Update, March 2011: There is a new release of readesm, The description provided here no longer applies, the new readesm uses Qt and cmake. You can get the new release at the sourceforge project page and read the documentation here.
For several years now, new trucks sold in the European union are equipped with digital tachographs, that record the driving times and replace the older chart-based mechanical tachographs.
For companies in road transport that means, although in theory they get nice data about their drivers and vehicles, in practice they have to pay a lot of money for the digital tachograph and the associated equipment, which is then used against them – the old fraud schemes no longer work, the machine cruelly gives every police officer the driving times of the last 28 days (and could give much more).
The usability of the devices I’m familiar with is also abysmal. It just takes forever to read out the data (9600 baud per default, 115000 baud maximal, but i guess the company’s software does just the former), and the drivers have to keep track of their times manually – just not up to par with 2009 technology.
The company also had just a very bad software for analyzing the data recorded by the card and the digital tachograph, so I was asked to write a simple visualization program.
You can get the program files from this page, or from the development page at Sourceforge.
Since so far there is no binary distribution for the program, you will have to compile it yourself.
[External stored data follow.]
// OpenAI-compatible chat-completion adapter.
// Groq and most hosted inference endpoints speak this wire format, so the
// base URL is configurable and Groq reuses this implementation directly.

use crate::llm::provider::ChatClient;
use crate::types::{AppError, AppResult, LLMRequest, LLMResponse, TokenUsage};
use async_trait::async_trait;
use reqwest::Client;
use serde::{Deserialize, Serialize};
use std::time::Duration;

const OPENAI_API_BASE: &str = "https://api.openai.com/v1";

pub struct OpenAICompatAdapter {
    client: Client,
    api_key: String,
    api_base: String,
}

#[derive(Serialize)]
struct WireChatRequest {
    model: String,
    messages: Vec<WireMessage>,
    #[serde(skip_serializing_if = "Option::is_none")]
    max_tokens: Option<u32>,
    #[serde(skip_serializing_if = "Option::is_none")]
    temperature: Option<f32>,
}

#[derive(Serialize)]
struct WireMessage {
    role: String,
    content: String,
}

#[derive(Deserialize)]
struct WireChatResponse {
    choices: Vec<WireChoice>,
    #[serde(default)]
    usage: Option<WireUsage>,
}

#[derive(Deserialize)]
struct WireChoice {
    message: WireResponseMessage,
    #[serde(default)]
    finish_reason: Option<String>,
}

#[derive(Deserialize)]
struct WireResponseMessage {
    #[serde(default)]
    content: Option<String>,
}

#[derive(Deserialize)]
struct WireUsage {
    prompt_tokens: u32,
    completion_tokens: u32,
    total_tokens: u32,
}

impl OpenAICompatAdapter {
    pub fn new(api_key: &str, api_base: Option<&str>, timeout_secs: u64) -> AppResult<Self> {
        let client = Client::builder()
            .timeout(Duration::from_secs(timeout_secs))
            .build()?;
        Ok(Self {
            client,
            api_key: api_key.to_string(),
            api_base: api_base.unwrap_or(OPENAI_API_BASE).trim_end_matches('/').to_string(),
        })
    }
}

#[async_trait]
impl ChatClient for OpenAICompatAdapter {
    async fn create_chat_completion(&self, request: &LLMRequest) -> AppResult<LLMResponse> {
        let mut messages = Vec::with_capacity(request.messages.len() + 1);
        if let Some(system) = &request.system_instruction {
            messages.push(WireMessage {
                role: "system".to_string(),
                content: system.clone(),
            });
        }
        for m in &request.messages {
            messages.push(WireMessage {
                role: m.role.clone(),
                content: m.content.clone(),
            });
        }

        let body = WireChatRequest {
            model: request.model.clone(),
            messages,
            max_tokens: request.max_tokens,
            temperature: request.temperature,
        };

        let response = self
            .client
            .post(format!("{}/chat/completions", self.api_base))
            .bearer_auth(&self.api_key)
            .json(&body)
            .send()
            .await?;

        let status = response.status();
        if !status.is_success() {
            let detail = response.text().await.unwrap_or_default();
            return Err(AppError::LLMApi(format!(
                "chat completion failed with status {}: {}",
                status, detail
            )));
        }

        let parsed: WireChatResponse = response
            .json()
            .await
            .map_err(|e| AppError::LLMApi(format!("invalid chat completion body: {}", e)))?;

        let choice = parsed
            .choices
            .into_iter()
            .next()
            .ok_or_else(|| AppError::LLMApi("chat completion returned no choices".to_string()))?;

        let usage = parsed
            .usage
            .map(|u| TokenUsage {
                prompt_tokens: u.prompt_tokens,
                completion_tokens: u.completion_tokens,
                total_tokens: u.total_tokens,
            })
            .unwrap_or_default();

        Ok(LLMResponse {
            content: choice.message.content.unwrap_or_default(),
            finish_reason: choice.finish_reason.unwrap_or_else(|| "stop".to_string()),
            usage,
        })
    }
}
use crate::llm::openai::OpenAICompatAdapter;
use crate::llm::provider::ChatClient;
use crate::types::{AppResult, LLMRequest, LLMResponse};
use async_trait::async_trait;

const GROQ_API_BASE: &str = "https://api.groq.com/openai/v1";

pub struct GroqAdapter {
    inner: OpenAICompatAdapter,
}

impl GroqAdapter {
    pub fn new(api_key: &str, timeout_secs: u64) -> AppResult<Self> {
        Ok(Self {
            inner: OpenAICompatAdapter::new(api_key, Some(GROQ_API_BASE), timeout_secs)?,
        })
    }
}

#[async_trait]
impl ChatClient for GroqAdapter {
    async fn create_chat_completion(&self, request: &LLMRequest) -> AppResult<LLMResponse> {
        self.inner.create_chat_completion(request).await
    }
}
To do that, you need a c++ compiler, parts of the boost library (specifically program_options and shared_ptr) and the Gnu MP library, wich is used to check the various RSA signatures. Once all those are installed, typing make/make install should work fine. On Ubuntu systems, you will need to do something like:
svn co https://readesm.svn.sourceforge.net/svnroot/readesm readesm sudo apt-get install libboost-program-options-dev libgmpxx4ldbl libgmp3-dev make sudo make install
You can of course also use checkinstall instead of make install, or type make package, which invokes checkinstall.
Running the program
In most circumstances, you will run the program from the commandline like this:
readesm --infile foo.esm --outfile bar.html --format=html
Alternatively, if no output file is specified, stdout is used. For KDE users, i wrote a little wrapper script named readesm-wrap-kde.sh. It will get installed my typing make install
It is a really pleasant surprise to see a nice security model in the digital tachographs, considering the rules for the security implementations were made by politicians. Both cards and vehicle units work with 1024-bit RSA keys, and each vehicle unit has its own key, with an certificate signed by the member state, which in turn is signed by an European master key. Data is hashed with SHA-1, subsequently padded and signed by the vehicle unit, and that signature appended to the readouts. The law even states that the companies have to store the data in this signed form, so there is little chance to tamper with the data, once recorded.
Since the most likely attacker – the evil manager who wants to exploit the drivers – has physical access to the card and vehicle unit, which contain the private keys, even 1024-bit RSA provides no absolute security. The manager could try a timing attack, or take a really close look at the storage, both times avoiding having to solve the RSA problem.
The connection from tachograph to sensor is also secured, using Triple-DES. The week point here is the sensor – a successful attack against the sensors some DAF trucks are equipped with is to disturb it using strong permanent magnets, thereby preventing it from recognizing the changing magnetic fields.
All possible attacks against the security system however face the problem of being unveiled by police checkpoints or a cross-correlation of the faked data with data from other sources, for example the toll systems recording every few highway kilometers in Germany.
This is the historical release, described in this post, in case you do not like Qt. Otherwise, check the newer versions.